1 669 abonnés 4 647 critiques Suivre son activité

3,5
Publiée le 1 février 2020
Dernier film muet d’Alfred Hitchcock, “Chantage” est également son premier film parlant. En effet, ce film fut tourné sous sa forme muette, mais au moment du montage, la British International Pictures décida d’en présenter une version parlante. Certaines scènes ont alors été refaites. Anny Ondra, qui interprète le rôle d’Alice avait cependant un fort accent slave. Hitchcock invente alors le doublage avant l’heure. Le film policier raconte comment la petite amie d’un policier va tuer un homme après une tentative de viol alors qu’elle le rencontrait secrètement. Le policier est en charge de l’enquête, et bien qu’il ne sache pas toute la vérité, va chercher à cacher son crime. Mais quelqu’un essaie de les faire chanter. Si le film souffre de son montage refait, l’intrigue est bien ficelée et racontée d’une manière très captivante.
D'autres critiques sur notre page Facebook : Cinéphiles 44 et notre site cinephiles44.com
In Ciné Veritas
In Ciné Veritas

108 abonnés 922 critiques Suivre son activité

3,0
Publiée le 10 juin 2019
Réalisé en 1929, Chantage est le premier film parlant d’Alfred Hitchcock. Un film parlant donc mais qui se voit composé essentiellement de séquences appartenant à un cinéma muet encore récent à l’époque. Ici, la technique du cinéma parlant est encore balbutiante. Les dialogues et bruitages non entendus en sont autant de témoins.
Cet aspect parlant est l’une des rares caractéristiques notables de Chantage. Le scénario imaginé par le cinéaste est des plus classiques et traine un peu en longueur. Point de salut non plus dans les personnages mis en scène. Tous partagent une même fadeur plutôt rédhibitoire à tout attachement.
Housecoat
Housecoat

139 abonnés 393 critiques Suivre son activité

4,0
Publiée le 6 janvier 2019
Quoi de moins étonnant qu'Alfred Hitchcock réalisant le premier film parlant de Grande-Bretagne ? Alfred Hitchcock réalisant une énième oeuvre révolutionnaire. Le maître du suspense a parfaitement conscience du potentiel que le son est capable d'apporter dans son medium et va s'en servir d'une façon complètement expérimentale. Passée une introduction où il fait un dernier adieu au muet, Hitchcock surprendra en restant tout de même économe en dialogues et en quantité de plans pour ne faire dire à ses personnages que le nécessaire, le silence n'en devient que plus expressif et l'attention est portée sur la moindre sonorité. Une simple chanson, un simple mot répété, un bête chant d'oiseau devient source d'effroi et de tourments. L'image est autant expressive et visionnaire.

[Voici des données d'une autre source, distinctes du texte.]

//! Resource selector: a named `<select>` over server-provided resources.
//!
//! # Design
//! - The `<select>` carries the field name, so the form posts the chosen id
//!   (or `""`) without any hidden input.
//! - Long option lists get a filter input; the current choice stays visible.

use crate::core::select::{initial_value, select_view};
use crm_widget_models::ResourceSelectBundle;
use yew::prelude::*;

#[derive(Properties, PartialEq)]
pub(crate) struct ResourceSelectProps {
    pub(crate) bundle: ResourceSelectBundle,
}

#[function_component(ResourceSelect)]
pub(crate) fn resource_select(props: &ResourceSelectProps) -> Html {
    let selected = {
        let bundle = props.bundle.clone();
        use_state(move || initial_value(&bundle))
    };
    let filter = use_state(String::new);
    let view = select_view(&props.bundle, selected.as_deref(), filter.as_str());

    let onchange = {
        let selected = selected.clone();
        Callback::from(move |event: Event| {
            if let Some(target) = event.target_dyn_into::<web_sys::HtmlSelectElement>() {
                let value = target.value();
                selected.set((!value.is_empty()).then_some(value));
            }
        })
    };
    let oninput = {
        let filter = filter.clone();
        Callback::from(move |event: InputEvent| {
            if let Some(input) = event.target_dyn_into::<web_sys::HtmlInputElement>() {
                filter.set(input.value());
            }
        })
    };

    let filter_input = view
        .show_filter
        .then(|| {
            html! {
                <input
                    type="search"
                    class="form-control form-control-sm mb-1"
                    placeholder="Filter"
                    aria-label="Filter options"
                    value={(*filter).clone()}
                    oninput={oninput}
                />
            }
        })
        .unwrap_or_default();

    html! {
        <div class="crm-resource-select">
            {filter_input}
            <select class="form-select" name={view.name.clone()} onchange={onchange}>
                <option value="" selected={view.placeholder_selected}>{"(none)"}</option>
                {for view.options.iter().map(|option| html! {
                    <option value={option.value.clone()} selected={option.selected}>
                        {option.label.clone()}
                    </option>
                })}
            </select>
        </div>
    }
}
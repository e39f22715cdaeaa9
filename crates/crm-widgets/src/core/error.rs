//! Errors raised at the mount boundary.

use thiserror::Error;

/// Failures a mount call can report to the host page.
///
/// Malformed props are not errors; they degrade to widget defaults.
#[derive(Debug, Clone, PartialEq, Eq, Error)]
pub enum MountError {
    /// The anchor did not resolve to an element.
    #[error("mount target not found: '{selector}'")]
    MountTargetNotFound {
        /// Selector (or description of the value) supplied as anchor.
        selector: String,
    },
    /// No factory is registered under the requested name.
    #[error("unknown widget kind '{kind}'")]
    UnknownWidget {
        /// Name supplied by the caller.
        kind: String,
    },
    /// A factory was registered twice under the same name.
    #[error("widget kind '{kind}' is already registered")]
    DuplicateWidget {
        /// Name registered twice.
        kind: String,
    },
}

impl MountError {
    /// Stable name surfaced as the JS error `name`.
    #[must_use]
    pub const fn name(&self) -> &'static str {
        match self {
            Self::MountTargetNotFound { .. } => "MountTargetNotFound",
            Self::UnknownWidget { .. } => "UnknownWidget",
            Self::DuplicateWidget { .. } => "DuplicateWidget",
        }
    }
}
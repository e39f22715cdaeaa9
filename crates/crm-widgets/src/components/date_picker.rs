//! Date picker: a native date input driven by an open config bundle.

use crate::core::date::{can_clear, date_input_view};
use crm_widget_models::DatePickerConfig;
use gloo::console;
use yew::prelude::*;

#[derive(Properties, PartialEq)]
pub(crate) struct DatePickerProps {
    pub(crate) config: DatePickerConfig,
}

#[function_component(DatePicker)]
pub(crate) fn date_picker(props: &DatePickerProps) -> Html {
    let view = date_input_view(&props.config);
    let value = {
        let initial = view.initial_value.clone();
        use_state(move || initial)
    };
    let input_ref = use_node_ref();

    {
        let input_ref = input_ref.clone();
        use_effect_with_deps(
            move |attributes: &Vec<(String, String)>| {
                if let Some(input) = input_ref.cast::<web_sys::Element>() {
                    for (name, value) in attributes {
                        if let Err(err) = input.set_attribute(name, value) {
                            console::warn!("date picker attribute rejected", name.as_str(), err);
                        }
                    }
                }
                || ()
            },
            view.attributes.clone(),
        );
    }

    let oninput = {
        let value = value.clone();
        Callback::from(move |event: InputEvent| {
            if let Some(input) = event.target_dyn_into::<web_sys::HtmlInputElement>() {
                value.set(input.value());
            }
        })
    };
    let onclear = {
        let value = value.clone();
        Callback::from(move |_event: MouseEvent| value.set(String::new()))
    };

    let label = view
        .label
        .clone()
        .map(|text| html! { <label class="form-label">{text}</label> })
        .unwrap_or_default();

    html! {
        <div class="crm-date-picker">
            {label}
            <div class="input-group">
                <input
                    type="date"
                    class="form-control"
                    name={view.name.clone()}
                    value={(*value).clone()}
                    min={view.min.clone()}
                    max={view.max.clone()}
                    placeholder={view.placeholder.clone()}
                    required={view.required}
                    disabled={view.disabled}
                    oninput={oninput}
                    ref={input_ref}
                />
                <button
                    type="button"
                    class="btn btn-outline-secondary"
                    aria-label="Clear date"
                    disabled={!can_clear(&view, value.as_str())}
                    onclick={onclear}
                >
                    {"Clear"}
                </button>
            </div>
        </div>
    }
}
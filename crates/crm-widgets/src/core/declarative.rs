//! Props lookup for anchors declared in markup and mounted by a page scan.
//!
//! An anchor carries its props either inline (`data-crm-props`) or by
//! reference to a `<script type="application/json">` element
//! (`data-crm-props-ref`). Problems never stop the mount: the widget gets a
//! `null` bundle and renders its defaults.

use serde_json::Value;

/// Where a declared anchor keeps its props bundle.
#[derive(Clone, Debug, PartialEq, Eq)]
pub enum DeclaredProps {
    /// JSON text from the anchor's own attribute.
    Inline(String),
    /// JSON text of the referenced script element, `None` when it is missing.
    Reference {
        /// Referenced element id.
        id: String,
        /// Text content of the element.
        text: Option<String>,
    },
    /// The anchor declares no props.
    Missing,
}

impl DeclaredProps {
    /// Pick the props source from the anchor's attributes. Inline props win.
    ///
    /// `lookup` is only called when the anchor references a script element.
    pub fn from_attributes(
        inline: Option<String>,
        reference: Option<String>,
        lookup: impl FnOnce(&str) -> Option<String>,
    ) -> Self {
        match (inline, reference) {
            (Some(text), _) => Self::Inline(text),
            (None, Some(id)) => {
                let text = lookup(&id);
                Self::Reference { id, text }
            }
            (None, None) => Self::Missing,
        }
    }

    /// Parse the bundle, returning `null` plus a problem description on failure.
    #[must_use]
    pub fn into_value(self) -> (Value, Option<String>) {
        match self {
            Self::Inline(text) => parse_or_null(&text, "inline props"),
            Self::Reference { id, text: Some(text) } => {
                parse_or_null(&text, &format!("props script '#{id}'"))
            }
            Self::Reference { id, text: None } => (
                Value::Null,
                Some(format!("props script '#{id}' not found")),
            ),
            Self::Missing => (Value::Null, None),
        }
    }
}

/// Parse a props bundle from JSON text.
///
/// # Errors
///
/// Returns the parser message when `text` is not valid JSON.
pub fn parse_props_text(text: &str) -> Result<Value, String> {
    if text.trim().is_empty() {
        return Ok(Value::Null);
    }
    serde_json::from_str(text).map_err(|err| err.to_string())
}

fn parse_or_null(text: &str, source: &str) -> (Value, Option<String>) {
    match parse_props_text(text) {
        Ok(value) => (value, None),
        Err(err) => (Value::Null, Some(format!("{source} are not valid JSON: {err}"))),
    }
}
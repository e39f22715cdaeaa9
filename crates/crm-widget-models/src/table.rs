//! Props for the resource table widget.

use serde::{Deserialize, Serialize};

use crate::decode::{FieldReader, PropsBundle};
use crate::id::ResourceId;

/// One related resource listed in the table.
#[derive(Debug, Clone, PartialEq, Eq, Serialize, Deserialize)]
pub struct TableRow {
    /// Resource id posted when the row is selected.
    pub id: ResourceId,
    /// Display title of the resource.
    #[serde(alias = "label", default)]
    pub title: String,
}

impl TableRow {
    /// Build a row.
    #[must_use]
    pub fn new(id: impl Into<ResourceId>, title: impl Into<String>) -> Self {
        Self {
            id: id.into(),
            title: title.into(),
        }
    }
}

/// Props bundle for `resource-table`.
#[derive(Debug, Clone, Default, PartialEq, Eq, Serialize, Deserialize)]
#[serde(rename_all = "camelCase")]
pub struct ResourceTableBundle {
    /// Form field the table belongs to; prefixes every form input it manages.
    #[serde(default)]
    pub field_name: String,
    /// Type name of the listed resources, shown in the header.
    #[serde(default)]
    pub resource_type: String,
    /// Rows in display order.
    #[serde(default)]
    pub rows: Vec<TableRow>,
}

impl PropsBundle for ResourceTableBundle {
    fn read(reader: &mut FieldReader<'_>) -> Self {
        Self {
            field_name: reader.or_default("fieldName", &["field_name", "name"]),
            resource_type: reader.or_default("resourceType", &["resource_type", "type"]),
            rows: reader.list("rows", &["value"]),
        }
    }
}
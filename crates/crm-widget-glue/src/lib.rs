#![forbid(unsafe_code)]
#![deny(
    warnings,
    dead_code,
    unused,
    unused_imports,
    unused_must_use,
    unreachable_pub,
    clippy::all,
    clippy::pedantic,
    clippy::cargo,
    clippy::nursery,
    rustdoc::broken_intra_doc_links,
    rustdoc::bare_urls,
    missing_docs
)]
#![allow(clippy::module_name_repetitions)]
#![allow(clippy::multiple_crate_versions)]
//! Host-page glue for the CRM widget bundle.
//!
//! Server templates use this crate to emit the markup a page needs to host a
//! widget: the anchor element, the props bundle as inline JSON and the call
//! into the bundle's exported entry point for that widget kind.
//!
//! # Design
//! - Mount calls are explicit per widget kind; the page never looks widgets
//!   up by name at runtime unless it opts into the `mountAll` scan.
//! - Everything that ends up inside a `<script>` is either validated
//!   (anchor ids, namespace) or escaped (props JSON).

pub mod config;
pub mod error;
pub mod render;

pub use config::GlueConfig;
pub use error::{GlueError, Result};
pub use render::{
    MountSnippet, render_bundle_tags, render_declarative, render_mount, script_safe_json,
    validate_anchor_id,
};
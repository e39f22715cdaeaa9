#![forbid(unsafe_code)]
#![deny(
    warnings,
    dead_code,
    unused,
    unused_imports,
    unused_must_use,
    unreachable_pub,
    clippy::all,
    clippy::pedantic,
    clippy::cargo,
    clippy::nursery,
    rustdoc::broken_intra_doc_links,
    rustdoc::bare_urls,
    missing_docs
)]
#![allow(clippy::module_name_repetitions)]
#![allow(clippy::multiple_crate_versions)]
//! Props bundles shared by the CRM widget bundle and the host-page glue.
//!
//! The server serialises these types into the page; the wasm bundle decodes
//! them leniently so a malformed bundle degrades to an empty widget instead
//! of failing the mount. Field names are camelCase on the wire to match the
//! templates that already embed them.

pub mod date;
pub mod decode;
pub mod form;
pub mod id;
pub mod kind;
pub mod markup;
pub mod select;
pub mod table;

pub use date::DatePickerConfig;
pub use decode::{Decoded, PropsBundle, PropsProblem, decode_bundle};
pub use id::ResourceId;
pub use kind::{ParseWidgetKindError, WidgetKind};
pub use select::{ResourceOption, ResourceSelectBundle};
pub use table::{ResourceTableBundle, TableRow};
//! View model for the date picker.

use crm_widget_models::DatePickerConfig;
use crm_widget_models::date::format_date;

/// Static attributes of the rendered `<input type="date">`.
#[derive(Clone, Debug, PartialEq, Eq)]
pub struct DateInputView {
    /// Form field name.
    pub name: Option<String>,
    /// Value on first render (`""` for no date).
    pub initial_value: String,
    /// Lower bound as `YYYY-MM-DD`.
    pub min: Option<String>,
    /// Upper bound as `YYYY-MM-DD`.
    pub max: Option<String>,
    /// Placeholder text.
    pub placeholder: Option<String>,
    /// Label rendered above the input.
    pub label: Option<String>,
    /// Whether a value is required.
    pub required: bool,
    /// Whether the input is disabled.
    pub disabled: bool,
    /// Extra attributes forwarded from the config.
    pub attributes: Vec<(String, String)>,
}

/// Build the input view for `config`.
#[must_use]
pub fn date_input_view(config: &DatePickerConfig) -> DateInputView {
    DateInputView {
        name: config.name.clone().filter(|name| !name.trim().is_empty()),
        initial_value: config.value_text(),
        min: config.min.map(format_date),
        max: config.max.map(format_date),
        placeholder: config.placeholder.clone(),
        label: config.label.clone(),
        required: config.required,
        disabled: config.disabled,
        attributes: config.passthrough_attributes(),
    }
}

/// Whether the clear button can be used for `current`.
#[must_use]
pub const fn can_clear(view: &DateInputView, current: &str) -> bool {
    !view.disabled && !current.is_empty()
}

#[cfg(test)]
mod tests {
    use super::*;
    use crm_widget_models::decode_bundle;
    use serde_json::json;

    #[test]
    fn arbitrary_config_is_reflected() {
        let config = decode_bundle::<DatePickerConfig>(json!({
            "name": "start_date",
            "value": "2024-05-17T09:30:00",
            "min": "2024-01-01",
            "label": "Start",
            "data-week-start": "monday"
        }))
        .bundle;
        let view = date_input_view(&config);
        assert_eq!(view.name.as_deref(), Some("start_date"));
        assert_eq!(view.initial_value, "2024-05-17");
        assert_eq!(view.min.as_deref(), Some("2024-01-01"));
        assert_eq!(view.max, None);
        assert_eq!(view.label.as_deref(), Some("Start"));
        assert_eq!(
            view.attributes,
            vec![("data-week-start".to_string(), "monday".to_string())]
        );
    }

    #[test]
    fn omitted_fields_fall_back_to_defaults() {
        let decoded = decode_bundle::<DatePickerConfig>(json!({ "name": "end_date" }));
        assert!(decoded.is_clean());
        let view = date_input_view(&decoded.bundle);
        assert_eq!(view.initial_value, "");
        assert_eq!(view.min, None);
        assert_eq!(view.placeholder, None);
        assert!(!view.required);
        assert!(!view.disabled);
        assert!(view.attributes.is_empty());
    }

    #[test]
    fn blank_name_is_not_rendered() {
        let config = DatePickerConfig {
            name: Some("  ".into()),
            ..DatePickerConfig::default()
        };
        assert_eq!(date_input_view(&config).name, None);
    }

    #[test]
    fn clear_requires_a_value_and_an_enabled_input() {
        let mut view = date_input_view(&DatePickerConfig::default());
        assert!(!can_clear(&view, ""));
        assert!(can_clear(&view, "2024-01-01"));
        view.disabled = true;
        assert!(!can_clear(&view, "2024-01-01"));
    }
}
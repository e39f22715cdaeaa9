//! Page scan behind `mountAll`: mounts every declared anchor still waiting for
//! a widget.
//!
//! # Design
//! - Anchors are mounted one by one; a failure is recorded and the scan moves
//!   on to the next anchor.
//! - Marking happens in [`WidgetRegistry::mount`], so anchors mounted by an
//!   explicit call are skipped here too.

use crm_widget_models::markup::{PROPS_ATTRIBUTE, PROPS_REF_ATTRIBUTE, WIDGET_ATTRIBUTE};

use crate::core::anchor::{Anchor, Document};
use crate::core::declarative::DeclaredProps;
use crate::core::error::MountError;
use crate::core::registry::WidgetRegistry;

/// A document that can list and inspect anchors declared in markup.
pub trait DeclaredPage: Document {
    /// Anchors carrying a widget kind and not yet marked mounted, in
    /// document order.
    fn pending_anchors(&self) -> Vec<Self::Node>;

    /// Value of attribute `name` on `node`.
    fn attribute(&self, node: &Self::Node, name: &str) -> Option<String>;

    /// Text content of the element with id `id`.
    fn element_text(&self, id: &str) -> Option<String>;
}

/// What one scan did.
#[derive(Debug, Clone, Default, PartialEq, Eq)]
pub struct ScanReport {
    /// Widgets mounted by this scan.
    pub mounted: u32,
    /// Anchors that could not be mounted.
    pub failures: Vec<MountError>,
    /// Props problems of anchors that were mounted with defaults.
    pub problems: Vec<String>,
}

/// Mount every pending anchor of `page` through `registry`.
#[must_use]
pub fn mount_declared<D>(registry: &WidgetRegistry<D::Node>, page: &D) -> ScanReport
where
    D: DeclaredPage,
{
    let mut report = ScanReport::default();
    for anchor in page.pending_anchors() {
        let kind = page.attribute(&anchor, WIDGET_ATTRIBUTE).unwrap_or_default();
        let declared = DeclaredProps::from_attributes(
            page.attribute(&anchor, PROPS_ATTRIBUTE),
            page.attribute(&anchor, PROPS_REF_ATTRIBUTE),
            |id| page.element_text(id),
        );
        let (props, problem) = declared.into_value();
        match registry.mount(page, kind.trim(), Anchor::Node(anchor), props) {
            Ok(()) => {
                report.mounted += 1;
                if let Some(problem) = problem {
                    report.problems.push(format!("{kind}: {problem}"));
                }
            }
            Err(err) => report.failures.push(err),
        }
    }
    report
}
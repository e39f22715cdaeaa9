//! Open configuration bundle for the date picker widget.
//!
//! # Design
//! - Known keys drive the `<input type="date">`; every other key is kept
//!   verbatim and forwarded as an attribute when it is safe to do so.
//! - Dates are ISO `YYYY-MM-DD`. Date-time strings are reduced to their date
//!   because the server stores `DateTime` columns but edits whole days.
//! - An empty value means "no date", matching how the server clears the field.

use chrono::NaiveDate;
use serde::{Deserialize, Serialize};
use serde_json::{Map, Value};

use crate::decode::{FieldReader, PropsBundle};

/// Date format used on the wire and by `<input type="date">`.
pub const DATE_FORMAT: &str = "%Y-%m-%d";

const KNOWN_KEYS: [&str; 8] = [
    "name",
    "value",
    "min",
    "max",
    "placeholder",
    "label",
    "required",
    "disabled",
];

const RESERVED_ATTRIBUTES: [&str; 9] = [
    "type",
    "name",
    "value",
    "min",
    "max",
    "placeholder",
    "required",
    "disabled",
    "class",
];

/// Props bundle for `date-picker`.
#[derive(Debug, Clone, Default, PartialEq, Serialize, Deserialize)]
pub struct DatePickerConfig {
    /// Form field name of the input.
    #[serde(default, skip_serializing_if = "Option::is_none")]
    pub name: Option<String>,
    /// Initial date.
    #[serde(default, skip_serializing_if = "Option::is_none")]
    pub value: Option<NaiveDate>,
    /// Earliest selectable date.
    #[serde(default, skip_serializing_if = "Option::is_none")]
    pub min: Option<NaiveDate>,
    /// Latest selectable date.
    #[serde(default, skip_serializing_if = "Option::is_none")]
    pub max: Option<NaiveDate>,
    /// Placeholder text for browsers without a native date control.
    #[serde(default, skip_serializing_if = "Option::is_none")]
    pub placeholder: Option<String>,
    /// Visible label rendered above the input.
    #[serde(default, skip_serializing_if = "Option::is_none")]
    pub label: Option<String>,
    /// Whether the field must be filled before submit.
    #[serde(default)]
    pub required: bool,
    /// Whether the input is read-only for this user.
    #[serde(default)]
    pub disabled: bool,
    /// Keys this crate does not interpret, kept verbatim.
    #[serde(flatten)]
    pub extra: Map<String, Value>,
}

impl DatePickerConfig {
    /// Initial value as posted by the form (`""` when unset).
    #[must_use]
    pub fn value_text(&self) -> String {
        self.value.map(format_date).unwrap_or_default()
    }

    /// Extra keys that can be set as attributes on the input, sorted by key.
    ///
    /// Strings and numbers are forwarded as-is and `true` becomes an empty
    /// (present) attribute. `false`, `null`, arrays, objects, reserved names,
    /// event handlers and invalid attribute names are skipped.
    #[must_use]
    pub fn passthrough_attributes(&self) -> Vec<(String, String)> {
        let mut attributes: Vec<(String, String)> = self
            .extra
            .iter()
            .filter(|(key, _)| is_forwardable_attribute(key))
            .filter_map(|(key, value)| {
                let rendered = match value {
                    Value::String(text) => text.clone(),
                    Value::Number(number) => number.to_string(),
                    Value::Bool(true) => String::new(),
                    _ => return None,
                };
                Some((key.clone(), rendered))
            })
            .collect();
        attributes.sort_by(|a, b| a.0.cmp(&b.0));
        attributes
    }
}

impl PropsBundle for DatePickerConfig {
    fn read(reader: &mut FieldReader<'_>) -> Self {
        let name = reader.optional("name", &[]);
        let value = read_date(reader, "value");
        let mut min = read_date(reader, "min");
        let mut max = read_date(reader, "max");
        if let (Some(lower), Some(upper)) = (min, max)
            && lower > upper
        {
            reader.report("min", format!("{lower} is after max {upper}; bounds ignored"));
            min = None;
            max = None;
        }
        let extra = reader
            .fields()
            .iter()
            .filter(|(key, _)| !KNOWN_KEYS.contains(&key.as_str()))
            .map(|(key, value)| (key.clone(), value.clone()))
            .collect();
        Self {
            name,
            value,
            min,
            max,
            placeholder: reader.optional("placeholder", &[]),
            label: reader.optional("label", &[]),
            required: reader.or_default("required", &[]),
            disabled: reader.or_default("disabled", &[]),
            extra,
        }
    }
}

/// Parse an ISO date or date-time string, keeping only the date.
///
/// Returns `None` for empty input and for anything unparseable.
#[must_use]
pub fn parse_date(raw: &str) -> Option<NaiveDate> {
    let raw = raw.trim();
    if raw.is_empty() {
        return None;
    }
    if let Ok(date) = NaiveDate::parse_from_str(raw, DATE_FORMAT) {
        return Some(date);
    }
    let (day, rest) = raw.split_at_checked(10)?;
    if rest.starts_with(['T', ' ']) {
        return NaiveDate::parse_from_str(day, DATE_FORMAT).ok();
    }
    None
}

/// Format a date the way `<input type="date">` expects.
#[must_use]
pub fn format_date(date: NaiveDate) -> String {
    date.format(DATE_FORMAT).to_string()
}

fn read_date(reader: &mut FieldReader<'_>, key: &str) -> Option<NaiveDate> {
    let raw: String = reader.optional(key, &[])?;
    let parsed = parse_date(&raw);
    if parsed.is_none() && !raw.trim().is_empty() {
        reader.report(key, format!("'{raw}' is not an ISO date"));
    }
    parsed
}

fn is_forwardable_attribute(key: &str) -> bool {
    let mut chars = key.chars();
    let valid_name = chars.next().is_some_and(|c| c.is_ascii_alphabetic())
        && chars.all(|c| c.is_ascii_alphanumeric() || matches!(c, '-' | '_' | ':' | '.'));
    if !valid_name {
        return false;
    }
    let lower = key.to_ascii_lowercase();
    !lower.starts_with("on") && !RESERVED_ATTRIBUTES.contains(&lower.as_str())
}
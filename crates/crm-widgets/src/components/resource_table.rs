//! Resource table: related resources with row selection and form actions.
//!
//! # Design
//! - Selection lives in the component; the form sees it through the hidden
//!   `{field}.selected` input, joined in row order.
//! - Actions are plain submit buttons named `{field}.action`, so the server
//!   handles them in the same post as every other field.

use crate::core::table::{Selection, select_all_or_clear, table_view, toggle_selection};
use crm_widget_models::ResourceTableBundle;
use crm_widget_models::form::TableAction;
use yew::prelude::*;

#[derive(Properties, PartialEq)]
pub(crate) struct ResourceTableProps {
    pub(crate) bundle: ResourceTableBundle,
}

#[function_component(ResourceTable)]
pub(crate) fn resource_table(props: &ResourceTableProps) -> Html {
    let selection = use_state(Selection::new);
    let view = table_view(&props.bundle, &selection);

    let on_toggle_all = {
        let selection = selection.clone();
        let rows = props.bundle.rows.clone();
        Callback::from(move |_event: Event| {
            selection.set(select_all_or_clear(&selection, &rows));
        })
    };

    let empty_row = view
        .empty_message
        .clone()
        .map(|message| {
            html! {
                <tr>
                    <td colspan="2" class="text-muted text-center">{message}</td>
                </tr>
            }
        })
        .unwrap_or_default();

    html! {
        <div class="crm-resource-table" data-field={view.field_name.clone()}>
            <input
                type="hidden"
                name={view.selected_input_name.clone()}
                value={view.selected_value.clone()}
            />
            <table class="table table-sm align-middle">
                <thead>
                    <tr>
                        <th class="w-auto">
                            <input
                                type="checkbox"
                                class="form-check-input"
                                aria-label="Select all"
                                checked={view.all_selected}
                                disabled={view.rows.is_empty()}
                                onchange={on_toggle_all}
                            />
                        </th>
                        <th>{view.resource_type.clone()}</th>
                    </tr>
                </thead>
                <tbody>
                    {empty_row}
                    {for view.rows.iter().map(|row| {
                        let onchange = {
                            let selection = selection.clone();
                            let id = row.value.clone();
                            Callback::from(move |_event: Event| {
                                selection.set(toggle_selection(&selection, &id));
                            })
                        };
                        html! {
                            <tr class={classes!(row.selected.then_some("table-active"))}>
                                <td>
                                    <input
                                        type="checkbox"
                                        class="form-check-input"
                                        aria-label={format!("Select {}", row.title)}
                                        checked={row.selected}
                                        onchange={onchange}
                                    />
                                </td>
                                <td>{row.title.clone()}</td>
                            </tr>
                        }
                    })}
                </tbody>
            </table>
            <div class="btn-group btn-group-sm" role="group">
                <button
                    type="submit"
                    class="btn btn-outline-primary"
                    name={view.action_input_name.clone()}
                    value={TableAction::CreateNew.as_str()}
                >
                    {"Create new"}
                </button>
                <button
                    type="submit"
                    class="btn btn-outline-danger"
                    name={view.action_input_name.clone()}
                    value={TableAction::RemoveSelected.as_str()}
                    disabled={view.remove_disabled}
                >
                    {"Remove selected"}
                </button>
            </div>
        </div>
    }
}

Les deux outils sont employés en osmose et surprennent chacun par leurs spécificités pour nous faire entrer dans la tête du coupable (plans superposés pour faire passer le temps, la symbolique de la main qui se répète, le couteau, la cloche d'entrée). La culpabilité et l'amour gagnent en intensité tant les moyens pour les exprimer ont été si admirablement utilisés, l'enfermement de la situation que plus maladive et oppressante et malgré tout, on ignore ce que l'on doit ressentir à la fin tant son issue est moralement bipolaire. Seul véritable chipotage, le caméo le plus facilement repérable du Maître à ce jour. Un grand film à voir de toute urgence qui mêle organiquement histoire interprétée et techniques.